Fuiste ‘satanizado’ y ‘canonizado’; todo un signo de contradicción.  Pero tú eras consciente de que importa poco el juicio que viene de fuera, y mucho el que brota de dentro, el que  da a la vida su sentido, su verdadera razón de ser: “El secreto de la existencia no consiste solamente en vivir sino en saber para qué se vive”.

En el fondo, como buen cristiano ortodoxo, llevabas a Cristo en la raíz misma de tu existencia.

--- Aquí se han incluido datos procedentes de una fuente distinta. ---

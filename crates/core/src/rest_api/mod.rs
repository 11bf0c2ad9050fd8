use axum::Json;
use axum::Router;
use axum::body::Bytes;
use axum::extract::{Path, State};
use axum::http::{HeaderMap, Method, header};
use axum::routing::any;
use log::*;
use std::borrow::Cow;
use std::sync::Arc;
use tablerest_sqlite::NamedParams;
use thiserror::Error;

mod error;
pub(crate) mod params;
mod query_builder;

pub use error::RestApiError;
pub use params::{Input, ParamsError, id_to_value, json_value_to_param, parse_input};

use crate::constants::RECORD_ID_PARAM;
use crate::database::Database;
use params::is_valid_identifier;
use query_builder::{insert_query, select_all_query, select_by_id_query, update_query};

#[derive(Debug, Error)]
#[error("Invalid table name: {0}")]
pub struct InvalidTableName(pub String);

/// Maps HTTP methods onto SQL statements against a single table:
///
///  * `GET` lists all records or reads the one given by id,
///  * `POST` inserts the request body as a new record,
///  * `PATCH` updates the record given by id with the request body.
#[derive(Clone, Debug)]
pub struct RestApi {
  state: Arc<RestApiState>,
}

#[derive(Debug)]
struct RestApiState {
  table_name: String,
  database: Database,
}

impl RestApi {
  pub fn new(table_name: impl Into<String>, database: Database) -> Result<Self, InvalidTableName> {
    let table_name: String = table_name.into();
    if !is_valid_identifier(&table_name) {
      return Err(InvalidTableName(table_name));
    }

    return Ok(Self {
      state: Arc::new(RestApiState {
        table_name,
        database,
      }),
    });
  }

  pub fn table_name(&self) -> &str {
    return &self.state.table_name;
  }

  pub fn database(&self) -> &Database {
    return &self.state.database;
  }

  /// Dispatches a single request: picks the statement based on `method`, binds `id` and the
  /// decoded `body` and renders the result as JSON.
  pub async fn execute(
    &self,
    method: &Method,
    id: Option<&str>,
    headers: &HeaderMap,
    body: &[u8],
  ) -> Result<serde_json::Value, RestApiError> {
    return match *method {
      Method::GET => match id {
        Some(id) => self.find(id).await,
        None => self.find_all().await,
      },
      Method::POST => self.post(parse_body(headers, body)?).await,
      Method::PATCH => {
        let Some(id) = id else {
          return Err(RestApiError::MissingRecordId);
        };
        self.patch(id, parse_body(headers, body)?).await
      }
      _ => {
        debug!("Unknown method: {method}");
        Err(RestApiError::UnknownMethod)
      }
    };
  }

  async fn find_all(&self) -> Result<serde_json::Value, RestApiError> {
    let records = self
      .database()
      .find_all(&select_all_query(self.table_name()))
      .await?;

    return Ok(serde_json::Value::Array(
      records.into_iter().map(serde_json::Value::Object).collect(),
    ));
  }

  async fn find(&self, id: &str) -> Result<serde_json::Value, RestApiError> {
    let params: NamedParams = vec![(Cow::Borrowed(RECORD_ID_PARAM), id_to_value(id))];
    let record = self
      .database()
      .find(&select_by_id_query(self.table_name()), params)
      .await?;

    return Ok(serde_json::Value::Object(record));
  }

  async fn post(&self, input: Input) -> Result<serde_json::Value, RestApiError> {
    let query = insert_query(self.table_name(), &input.column_names());
    let count = self
      .database()
      .insert(&query, input.into_named_params())
      .await?;

    return Ok(serde_json::Value::from(count));
  }

  async fn patch(&self, id: &str, input: Input) -> Result<serde_json::Value, RestApiError> {
    if input.get(&RECORD_ID_PARAM[1..]).is_some() {
      return Err(RestApiError::BadRequest("Invalid field name"));
    }

    let Some(query) = update_query(self.table_name(), &input.column_names()) else {
      return Err(RestApiError::BadRequest("Nothing to update"));
    };

    let mut params = input.into_named_params();
    params.push((Cow::Borrowed(RECORD_ID_PARAM), id_to_value(id)));

    let count = self.database().update(&query, params).await?;

    return Ok(serde_json::Value::from(count));
  }
}

fn parse_body(headers: &HeaderMap, body: &[u8]) -> Result<Input, RestApiError> {
  let content_type = match headers.get(header::CONTENT_TYPE) {
    // Non-ASCII content types are rejected as unsupported.
    Some(value) => Some(value.to_str().unwrap_or_default()),
    None => None,
  };

  return Ok(parse_input(content_type, body)?);
}

/// Routes for the collection (`/`) and single records (`/{id}`), to be nested under the
/// table's path.
pub fn router(api: RestApi) -> Router {
  return Router::new()
    .route("/", any(collection_handler))
    .route("/{id}", any(record_handler))
    .with_state(api);
}

async fn collection_handler(
  State(api): State<RestApi>,
  method: Method,
  headers: HeaderMap,
  body: Bytes,
) -> Result<Json<serde_json::Value>, RestApiError> {
  return Ok(Json(api.execute(&method, None, &headers, &body).await?));
}

async fn record_handler(
  State(api): State<RestApi>,
  Path(id): Path<String>,
  method: Method,
  headers: HeaderMap,
  body: Bytes,
) -> Result<Json<serde_json::Value>, RestApiError> {
  return Ok(Json(api.execute(&method, Some(&id), &headers, &body).await?));
}

#[cfg(test)]
mod tests {
  use axum::http::{HeaderValue, StatusCode};
  use axum::response::IntoResponse;
  use serde_json::json;

  use super::*;
  use crate::config::DatabaseConfig;
  use crate::database::DatabaseError;

  async fn test_api() -> RestApi {
    let database = Database::connect(&DatabaseConfig::in_memory()).unwrap();
    database
      .run(
        r#"
          CREATE TABLE table_a (
            id    INTEGER PRIMARY KEY,
            name  TEXT NOT NULL DEFAULT 'unnamed'
          )
        "#,
        (),
      )
      .await
      .unwrap();
    database
      .insert(
        "INSERT INTO table_a (id, name) VALUES (1, 'First Item'), (2, 'Second Item')",
        (),
      )
      .await
      .unwrap();

    return RestApi::new("table_a", database).unwrap();
  }

  fn json_headers() -> HeaderMap {
    let mut headers = HeaderMap::new();
    headers.insert(
      header::CONTENT_TYPE,
      HeaderValue::from_static("application/json"),
    );
    return headers;
  }

  #[test]
  fn test_invalid_table_name() {
    assert!(RestApi::new("table_a; DROP TABLE x", Database::new()).is_err());
    assert!(RestApi::new("", Database::new()).is_err());
  }

  #[tokio::test]
  async fn test_get() {
    let api = test_api().await;
    let headers = HeaderMap::new();

    let all = api
      .execute(&Method::GET, None, &headers, b"")
      .await
      .unwrap();
    assert_eq!(
      all,
      json!([
        {"id": 1, "name": "First Item"},
        {"id": 2, "name": "Second Item"},
      ])
    );

    let one = api
      .execute(&Method::GET, Some("2"), &headers, b"")
      .await
      .unwrap();
    assert_eq!(one, json!({"id": 2, "name": "Second Item"}));

    let err = api
      .execute(&Method::GET, Some("56"), &headers, b"")
      .await
      .unwrap_err();
    assert!(matches!(
      err,
      RestApiError::Database(DatabaseError::NotFound)
    ));
    assert_eq!(
      err.into_response().status(),
      StatusCode::INTERNAL_SERVER_ERROR
    );
  }

  #[tokio::test]
  async fn test_post() {
    let api = test_api().await;

    let count = api
      .execute(
        &Method::POST,
        None,
        &json_headers(),
        br#"{"id": 34, "name": "Third Item"}"#,
      )
      .await
      .unwrap();
    assert_eq!(count, json!(1));

    // Form encoded, also the default without content type.
    let count = api
      .execute(&Method::POST, None, &HeaderMap::new(), b"name=Fourth+Item")
      .await
      .unwrap();
    assert_eq!(count, json!(1));

    // Empty body inserts defaults.
    let count = api
      .execute(&Method::POST, None, &json_headers(), b"")
      .await
      .unwrap();
    assert_eq!(count, json!(1));

    let all = api
      .execute(&Method::GET, None, &HeaderMap::new(), b"")
      .await
      .unwrap();
    assert_eq!(
      all,
      json!([
        {"id": 1, "name": "First Item"},
        {"id": 2, "name": "Second Item"},
        {"id": 34, "name": "Third Item"},
        {"id": 35, "name": "Fourth Item"},
        {"id": 36, "name": "unnamed"},
      ])
    );
  }

  #[tokio::test]
  async fn test_post_errors() {
    let api = test_api().await;

    let err = api
      .execute(&Method::POST, None, &json_headers(), br#"{"missing": 1}"#)
      .await
      .unwrap_err();
    let RestApiError::Database(ref db_err) = err else {
      panic!("unexpected: {err:?}");
    };
    assert!(db_err.to_string().contains("no column named missing"));
    assert_eq!(
      err.into_response().status(),
      StatusCode::INTERNAL_SERVER_ERROR
    );

    let err = api
      .execute(&Method::POST, None, &json_headers(), b"[]")
      .await
      .unwrap_err();
    assert!(matches!(err, RestApiError::BadRequest(_)));
    assert_eq!(err.into_response().status(), StatusCode::BAD_REQUEST);
  }

  #[tokio::test]
  async fn test_patch() {
    let api = test_api().await;

    let count = api
      .execute(
        &Method::PATCH,
        Some("2"),
        &json_headers(),
        br#"{"name": "Updated Item"}"#,
      )
      .await
      .unwrap();
    assert_eq!(count, json!(1));

    let one = api
      .execute(&Method::GET, Some("2"), &HeaderMap::new(), b"")
      .await
      .unwrap();
    assert_eq!(one, json!({"id": 2, "name": "Updated Item"}));

    // Unknown records are no error.
    let count = api
      .execute(
        &Method::PATCH,
        Some("69"),
        &json_headers(),
        br#"{"name": "Nothing"}"#,
      )
      .await
      .unwrap();
    assert_eq!(count, json!(0));

    // Non-numeric ids bind as text and thus match nothing.
    let count = api
      .execute(&Method::PATCH, Some("abc"), &HeaderMap::new(), b"name=x")
      .await
      .unwrap();
    assert_eq!(count, json!(0));
  }

  #[tokio::test]
  async fn test_patch_errors() {
    let api = test_api().await;

    assert!(matches!(
      api
        .execute(&Method::PATCH, None, &json_headers(), br#"{"name": "x"}"#)
        .await,
      Err(RestApiError::MissingRecordId)
    ));
    assert!(matches!(
      api
        .execute(&Method::PATCH, Some("1"), &json_headers(), b"")
        .await,
      Err(RestApiError::BadRequest(_))
    ));
    assert!(matches!(
      api
        .execute(
          &Method::PATCH,
          Some("1"),
          &json_headers(),
          br#"{"__record_id": 5}"#
        )
        .await,
      Err(RestApiError::BadRequest(_))
    ));
  }

  #[tokio::test]
  async fn test_text_record_ids() {
    let database = Database::connect(&DatabaseConfig::in_memory()).unwrap();
    database
      .run("CREATE TABLE table_b (id TEXT PRIMARY KEY, name TEXT)", ())
      .await
      .unwrap();
    database
      .insert(
        "INSERT INTO table_b (id, name) VALUES ('007', 'Bond'), ('abc', 'Letters')",
        (),
      )
      .await
      .unwrap();
    let api = RestApi::new("table_b", database).unwrap();

    let one = api
      .execute(&Method::GET, Some("007"), &HeaderMap::new(), b"")
      .await
      .unwrap();
    assert_eq!(one, json!({"id": "007", "name": "Bond"}));

    let one = api
      .execute(&Method::GET, Some("abc"), &HeaderMap::new(), b"")
      .await
      .unwrap();
    assert_eq!(one, json!({"id": "abc", "name": "Letters"}));

    // "7" is not "007" for TEXT keys.
    assert!(matches!(
      api
        .execute(&Method::GET, Some("7"), &HeaderMap::new(), b"")
        .await,
      Err(RestApiError::Database(DatabaseError::NotFound))
    ));

    let count = api
      .execute(&Method::PATCH, Some("007"), &HeaderMap::new(), b"name=James")
      .await
      .unwrap();
    assert_eq!(count, json!(1));

    let one = api
      .execute(&Method::GET, Some("007"), &HeaderMap::new(), b"")
      .await
      .unwrap();
    assert_eq!(one, json!({"id": "007", "name": "James"}));
  }

  #[tokio::test]
  async fn test_integer_ids_bound_as_text() {
    let api = test_api().await;

    // Affinity of the INTEGER key converts the textual id.
    let one = api
      .execute(&Method::GET, Some("02"), &HeaderMap::new(), b"")
      .await
      .unwrap();
    assert_eq!(one, json!({"id": 2, "name": "Second Item"}));
  }

  #[tokio::test]
  async fn test_unknown_method() {
    let api = test_api().await;

    for method in [Method::DELETE, Method::PUT, Method::OPTIONS] {
      let err = api
        .execute(&method, Some("1"), &HeaderMap::new(), b"")
        .await
        .unwrap_err();
      assert!(matches!(err, RestApiError::UnknownMethod));

      let response = err.into_response();
      assert_eq!(response.status(), StatusCode::BAD_REQUEST);
      let body: serde_json::Value = crate::test::unpack_json_response(response).await.unwrap();
      assert_eq!(body, json!({"error": "Unknown REQUEST_METHOD"}));
    }

    // Nothing was deleted.
    let all = api
      .execute(&Method::GET, None, &HeaderMap::new(), b"")
      .await
      .unwrap();
    assert_eq!(all.as_array().unwrap().len(), 2);
  }
}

Habías meditado mucho, a veces en situaciones límite. ¿Qué hiciste, por ejemplo, durante los 600 kilómetros que separan Tobolsk de Omsk, caminando a pie sobre la nieve a 40 grados bajo cero hacia el poste de la ejecución, y los cuatro años de sufrimiento en una cárcel de Siberia?

Por eso, llegada tu hora definitiva, quisiste confesar y comulgar, llamaste a tus hijos Fedia y Amada y les recomendaste que nunca desconfiasen de la misericordia del Señor; pediste a tu esposa que leyera unos versículos del evangelio y, cerrando los ojos, entregaste a Dios tu último aliento.
Querido y admirado Fedor, tu nombre ha pasado a la historia, pero ¿qué significaba eso para ti ante tu dignidad de cristiano?